The bill tilts institutional practice toward release, but the statutory language leaves several implementation questions unresolved. The "extraordinary circumstances" exception is fact‑dependent and uses terms like "immediate and serious risk" and "cannot be mitigated," which will force DHS to develop binding internal criteria and documentation templates through regulation or policy.
Absent sharp guidance, facilities may either over‑use detention to avoid release or over‑invoke the exception in high‑risk cases, producing inconsistent outcomes across sites.
Operationally, the timing mandates—72 hours to complete a review once initiated, release within 24 hours of a favorable determination, and a 5‑day cap on pre‑removal detention—are precise but demanding in remote or under‑resourced facilities. Ensuring access to the full range of reproductive services (including abortion), arranging emergency transfers to maternity hospitals, and assembling complete medical records for release will require contractual relationships, transport plans, and potentially new memoranda of understanding with local providers.
There is also an unresolved tension between the bill’s federal mandate to provide abortion services to people in DHS custody and state laws that restrict or criminalize certain abortions; DHS will face legal and logistical challenges operationalizing that mandate in jurisdictions with restrictive statutes.
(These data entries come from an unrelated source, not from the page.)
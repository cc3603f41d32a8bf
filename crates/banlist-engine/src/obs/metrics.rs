//! Labelled counters backed by `DashMap`.
//!
//! Labels are flattened into sorted key vectors so the same label set always
//! lands on the same counter regardless of argument order.

use dashmap::DashMap;
use std::fmt::Write;
use std::sync::atomic::{AtomicU64, Ordering};

fn escape_label(v: &str) -> String {
    v.replace('\\', "\\\\").replace('"', "\\\"").replace('\n', "\\n")
}

fn label_key(labels: &[(&str, &str)]) -> Vec<(String, String)> {
    let mut key: Vec<(String, String)> = labels
        .iter()
        .map(|(k, v)| (k.to_string(), v.to_string()))
        .collect();
    key.sort();
    key
}

#[derive(Default)]
pub struct CounterVec {
    map: DashMap<Vec<(String, String)>, AtomicU64>,
}

impl CounterVec {
    pub fn inc(&self, labels: &[(&str, &str)]) {
        self.map
            .entry(label_key(labels))
            .or_insert_with(|| AtomicU64::new(0))
            .fetch_add(1, Ordering::Relaxed);
    }

    pub fn get(&self, labels: &[(&str, &str)]) -> u64 {
        self.map
            .get(&label_key(labels))
            .map(|c| c.load(Ordering::Relaxed))
            .unwrap_or(0)
    }

    fn render(&self, name: &str, out: &mut String) {
        let _ = writeln!(out, "# TYPE {} counter", name);
        let mut rows: Vec<(String, u64)> = self
            .map
            .iter()
            .map(|r| {
                let label_str = r
                    .key()
                    .iter()
                    .map(|(k, v)| format!("{}=\"{}\"", k, escape_label(v)))
                    .collect::<Vec<_>>()
                    .join(",");
                (label_str, r.value().load(Ordering::Relaxed))
            })
            .collect();
        rows.sort();
        for (label_str, val) in rows {
            let _ = writeln!(out, "{}{{{}}} {}", name, label_str, val);
        }
    }
}

#[derive(Default)]
pub struct EngineMetrics {
    /// `check` = message|invite|username, `verdict` = allow|deny.
    pub decisions: CounterVec,
    /// `mode` = full|incremental|live, `outcome` = published|stale|failed.
    pub rebuilds: CounterVec,
}

impl EngineMetrics {
    pub fn render(&self) -> String {
        let mut out = String::new();
        self.decisions.render("banlist_decisions_total", &mut out);
        self.rebuilds.render("banlist_rebuilds_total", &mut out);
        out
    }
}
The bill creates transparency and audit requirements but lacks an express private right of action or administrative enforcement mechanism against facilities or DHS for noncompliance. Reporting and public disclosure provisions produce oversight data, but absent specified remedies, enforcement will rely on congressional oversight, agency internal discipline, and potential litigation under existing constitutional or statutory doctrines — a more protracted path than immediate administrative penalties.